Twelve-tone row
Internet Art Works Library | NS
Twelve-tone row
Work created in 2025/8/30
This work’s an experimental internet art piece that reinterprets the 12-tone technique—an innovative compositional method of the 20th century—within a digital environment, embodying it as a real-time generative system. At its core, the piece reconstructs the mathematical structure of the 12-tone technique, established by Arnold Schoenberg, as a form of contemporary algorithmic composition. The principle from Schoenberg’s theory of atonal music, “all notes are equal,” resonates here with the democratic nature of digital media.
The work integrates multiple generative systems. A randomly variable system continuously operates, dynamically altering the number of voices, metric ratios, and transformations of tone rows (including prime, inversion, retrograde, and retrograde inversion forms). Especially noteworthy is the introduction of Fibonacci levels; by applying this mathematical ratio found in nature to musical structure, the artificial algorithm’s endowed with organic growth patterns.
A self-growing system imparts an evolutionary aspect to the work. The display showing “100% progress at stage 0” implies a paradox where the system eternally pursues completeness while constantly changing. This echoes the contradiction inherent in the 12-tone technique itself: the infinite possibilities within a perfectly ordered tone row.
The screen design adopts a strict geometric abstraction. White, gray, and red shapes on a black background clearly signify influences from Bauhaus and Russian Constructivism. The division of the white square in the upper left serves as a visual metaphor for counterpoint in music.

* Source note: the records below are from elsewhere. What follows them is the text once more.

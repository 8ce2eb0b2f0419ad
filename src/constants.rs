// src/constants.rs
//
// Copyright, 2025.  Signal65 / Futurum Group.
//
// Centralized defaults for remote byte-range I/O, so tunables are not
// hardcoded throughout the crate.

/// Region used when none is configured.
pub const DEFAULT_REGION: &str = "us-east-1";

/// Bytes read from offset 0 right after a remote handle is created (16 MiB).
/// Structural readers hit the superblock and root metadata first, so warming
/// this window absorbs their initial burst of tiny reads.
pub const DEFAULT_PREFETCH_SIZE: usize = 16 * 1024 * 1024;

/// Size of one cache block (1 MiB).
pub const DEFAULT_BLOCK_SIZE: usize = 1024 * 1024;

/// Blocks retained per handle (64 × 1 MiB = 64 MiB per handle).
pub const DEFAULT_MAX_BLOCKS: usize = 64;

/// Per-request network timeout in seconds.
pub const DEFAULT_TIMEOUT_SECS: u64 = 30;

/// Strong references the handle cache keeps alive between independent opens.
pub const DEFAULT_KEEP_ALIVE: usize = 8;

/// Hex SHA-256 of the empty payload. Every request we sign is a body-less GET/HEAD.
pub const EMPTY_PAYLOAD_SHA256: &str =
    "e3b0c44298fc1c149afbf4c8996fb92427ae41e4649b934ca495991b7852b855";

/// Host used for anonymous `gs://` access.
pub const GCS_PUBLIC_HOST: &str = "storage.googleapis.com";

// ============================================================================
// Environment variables
// ============================================================================

pub const ENV_PREFETCH_SIZE: &str = "REMOTE_VFD_PREFETCH_SIZE";
pub const ENV_BLOCK_SIZE: &str = "REMOTE_VFD_BLOCK_SIZE";
pub const ENV_MAX_BLOCKS: &str = "REMOTE_VFD_MAX_BLOCKS";
pub const ENV_TIMEOUT_SECS: &str = "REMOTE_VFD_TIMEOUT_SECS";
pub const ENV_KEEP_ALIVE: &str = "REMOTE_VFD_KEEP_ALIVE";

/// Overrides the worker thread count of the global runtime.
pub const ENV_RT_THREADS: &str = "REMOTE_VFD_RT_THREADS";
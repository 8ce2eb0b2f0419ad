// src/config.rs
//
// Copyright, 2025.  Signal65 / Futurum Group.
//
//! Connection and tuning parameters for opening remote objects.

use anyhow::{Context, Result as AnyResult};
use std::env;
use std::str::FromStr;

use crate::constants::*;
use crate::error::{RemoteIoError, Result};

/// Credentials and tunables supplied by the surrounding system.
///
/// Empty strings and `None` are equivalent for the optional S3 fields; both
/// mean "not configured".
#[derive(Clone, PartialEq, Eq)]
pub struct RemoteConfig {
    pub s3_region: Option<String>,
    pub s3_access_key: Option<String>,
    pub s3_secret_key: Option<String>,
    pub s3_session_token: Option<String>,
    pub s3_endpoint: Option<String>,
    pub s3_use_ssl: bool,

    pub prefetch_size: usize,
    pub block_size: usize,
    pub max_blocks: usize,
    pub timeout_seconds: u64,
}

impl Default for RemoteConfig {
    fn default() -> Self {
        Self {
            s3_region: None,
            s3_access_key: None,
            s3_secret_key: None,
            s3_session_token: None,
            s3_endpoint: None,
            s3_use_ssl: true,
            prefetch_size: DEFAULT_PREFETCH_SIZE,
            block_size: DEFAULT_BLOCK_SIZE,
            max_blocks: DEFAULT_MAX_BLOCKS,
            timeout_seconds: DEFAULT_TIMEOUT_SECS,
        }
    }
}

// Keep secrets out of logs.
impl std::fmt::Debug for RemoteConfig {
    fn fmt(&self, f: &mut std::fmt::Formatter<'_>) -> std::fmt::Result {
        f.debug_struct("RemoteConfig")
            .field("s3_region", &self.s3_region)
            .field("s3_access_key", &self.s3_access_key)
            .field("s3_secret_key", &self.s3_secret_key.as_ref().map(|_| "<redacted>"))
            .field("s3_session_token", &self.s3_session_token.as_ref().map(|_| "<redacted>"))
            .field("s3_endpoint", &self.s3_endpoint)
            .field("s3_use_ssl", &self.s3_use_ssl)
            .field("prefetch_size", &self.prefetch_size)
            .field("block_size", &self.block_size)
            .field("max_blocks", &self.max_blocks)
            .field("timeout_seconds", &self.timeout_seconds)
            .finish()
    }
}

fn non_empty(v: &Option<String>) -> Option<&str> {
    v.as_deref().filter(|s| !s.is_empty())
}

impl RemoteConfig {
    pub fn with_region(mut self, region: impl Into<String>) -> Self {
        self.s3_region = Some(region.into());
        self
    }

    pub fn with_credentials(
        mut self,
        access_key: impl Into<String>,
        secret_key: impl Into<String>,
    ) -> Self {
        self.s3_access_key = Some(access_key.into());
        self.s3_secret_key = Some(secret_key.into());
        self
    }

    pub fn with_session_token(mut self, token: impl Into<String>) -> Self {
        self.s3_session_token = Some(token.into());
        self
    }

    pub fn with_endpoint(mut self, endpoint: impl Into<String>) -> Self {
        self.s3_endpoint = Some(endpoint.into());
        self
    }

    pub fn with_use_ssl(mut self, use_ssl: bool) -> Self {
        self.s3_use_ssl = use_ssl;
        self
    }

    pub fn with_prefetch_size(mut self, bytes: usize) -> Self {
        self.prefetch_size = bytes;
        self
    }

    pub fn with_block_size(mut self, bytes: usize) -> Self {
        self.block_size = bytes;
        self
    }

    pub fn with_max_blocks(mut self, blocks: usize) -> Self {
        self.max_blocks = blocks;
        self
    }

    pub fn with_timeout_seconds(mut self, secs: u64) -> Self {
        self.timeout_seconds = secs;
        self
    }

    pub fn region(&self) -> Option<&str> {
        non_empty(&self.s3_region)
    }

    pub fn endpoint(&self) -> Option<&str> {
        non_empty(&self.s3_endpoint)
    }

    pub fn access_key(&self) -> Option<&str> {
        non_empty(&self.s3_access_key)
    }

    pub fn secret_key(&self) -> Option<&str> {
        non_empty(&self.s3_secret_key)
    }

    pub fn session_token(&self) -> Option<&str> {
        non_empty(&self.s3_session_token)
    }

    /// Either half of the key pair is set. Anything less means anonymous access.
    pub fn has_credentials(&self) -> bool {
        self.access_key().is_some() || self.secret_key().is_some()
    }

    pub fn validate(&self) -> Result<()> {
        if self.block_size == 0 {
            return Err(RemoteIoError::InvalidConfig("block_size must be > 0".into()));
        }
        if self.max_blocks == 0 {
            return Err(RemoteIoError::InvalidConfig("max_blocks must be > 0".into()));
        }
        if self.timeout_seconds == 0 {
            return Err(RemoteIoError::InvalidConfig("timeout_seconds must be > 0".into()));
        }
        Ok(())
    }

    /// Build a config from the process environment (after loading `.env`).
    ///
    /// Reads the standard `AWS_*` variables plus the `REMOTE_VFD_*` tunables.
    pub fn from_env() -> AnyResult<Self> {
        dotenvy::dotenv().ok();

        let mut cfg = Self {
            s3_access_key: env_string("AWS_ACCESS_KEY_ID"),
            s3_secret_key: env_string("AWS_SECRET_ACCESS_KEY"),
            s3_session_token: env_string("AWS_SESSION_TOKEN"),
            s3_region: env_string("AWS_REGION").or_else(|| env_string("AWS_DEFAULT_REGION")),
            s3_endpoint: env_string("AWS_ENDPOINT_URL"),
            ..Self::default()
        };

        if let Some(v) = env_string("AWS_USE_SSL") {
            cfg.s3_use_ssl = parse_bool(&v)
                .with_context(|| format!("AWS_USE_SSL has an invalid value: {v}"))?;
        }
        if let Some(v) = env_parse::<usize>(ENV_PREFETCH_SIZE)? {
            cfg.prefetch_size = v;
        }
        if let Some(v) = env_parse::<usize>(ENV_BLOCK_SIZE)? {
            cfg.block_size = v;
        }
        if let Some(v) = env_parse::<usize>(ENV_MAX_BLOCKS)? {
            cfg.max_blocks = v;
        }
        if let Some(v) = env_parse::<u64>(ENV_TIMEOUT_SECS)? {
            cfg.timeout_seconds = v;
        }

        cfg.validate().context("invalid remote configuration from environment")?;
        Ok(cfg)
    }
}

/// Keep-alive capacity for the handle cache, from `REMOTE_VFD_KEEP_ALIVE`.
pub fn keep_alive_from_env() -> AnyResult<usize> {
    Ok(env_parse::<usize>(ENV_KEEP_ALIVE)?.unwrap_or(DEFAULT_KEEP_ALIVE))
}

fn env_string(key: &str) -> Option<String> {
    env::var(key).ok().filter(|v| !v.trim().is_empty())
}

fn env_parse<T>(key: &str) -> AnyResult<Option<T>>
where
    T: FromStr,
    T::Err: std::error::Error + Send + Sync + 'static,
{
    env_string(key)
        .map(|v| {
            v.trim()
                .parse::<T>()
                .with_context(|| format!("{key} has an invalid value: {v}"))
        })
        .transpose()
}

fn parse_bool(v: &str) -> Option<bool> {
    match v.trim().to_lowercase().as_str() {
        "true" | "1" | "yes" | "on" => Some(true),
        "false" | "0" | "no" | "off" => Some(false),
        _ => None,
    }
}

The 12×12 grid in the upper right directly expresses the theoretical foundation of the work, visualizing all possible transformations of the 12-tone row, with red cells serving as an interface indicating current pitch relationships. The concentric orbits in the center spatially represent the cyclic nature of tone row transformations.

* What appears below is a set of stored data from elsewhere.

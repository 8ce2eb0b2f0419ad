// src/lib.rs
//
// Copyright, 2025.  Signal65 / Futurum Group.
//
// Crate root: module declarations plus public re-exports.
//
// Read-only remote backend for an embedded file-format library: S3, GCS and
// HTTP(S) objects (plus local files) behind an open/close/read/size contract,
// served through a per-object LRU block cache.

// ===== Adapter boundary =====
pub mod vfd;

// ===== Caches =====
pub mod block_cache;
pub mod file_handle;
pub mod handle_cache;

// ===== Transport =====
pub mod http;
pub mod range_source;
pub mod runtime;
pub mod sigv4;

// ===== Addressing and configuration =====
pub mod config;
pub mod constants;
pub mod endpoint;
pub mod error;
pub mod uri_utils;

pub use block_cache::{BlockCache, BlockCacheStats};
pub use config::RemoteConfig;
pub use endpoint::{RemoteEndpoint, Tunables};
pub use error::{http_error_message, RemoteIoError, Result};
pub use file_handle::FileHandle;
pub use handle_cache::{default_source_factory, FileHandleCache, SourceFactory};
pub use http::{HttpClientConfig, HttpRangeClient};
pub use range_source::{LocalFileSource, ObjectMeta, RangeSource};
pub use sigv4::S3Credentials;
pub use uri_utils::{infer_scheme, Scheme};
pub use vfd::{OpenMode, RemoteVfd, VfdError, VfdErrorKind, VfdFile};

One of the work’s most important questions’s the tension between determinism and chance. Through the simultaneous operation of the strict rules of the 12-tone technique and the unpredictability of the random variable system, the piece explores a dialectic of control and liberation.
Furthermore, the multilingual interface (with Russian button texts) highlights the universality of music and hints at the international spread of 20th-century avant-garde music. In particular, the use of Russian can be interpreted as a reference to the lineage from Stravinsky and Prokofiev to today’s Eastern European experimental music.
By revitalizing historical music theory within the context of digital media, “Twelve-tone row” fosters a new dialogue between music and technology. It transcends a mere demonstration of the 12-tone technique, raising fundamental issues of structure and freedom, order and chaos in algorithmic art.
Through real-time interaction, viewers experience the compositional process itself, challenging the passivity of conventional music appreciation and signaling a postmodern aesthetic stance that blurs the boundaries between creation and reception.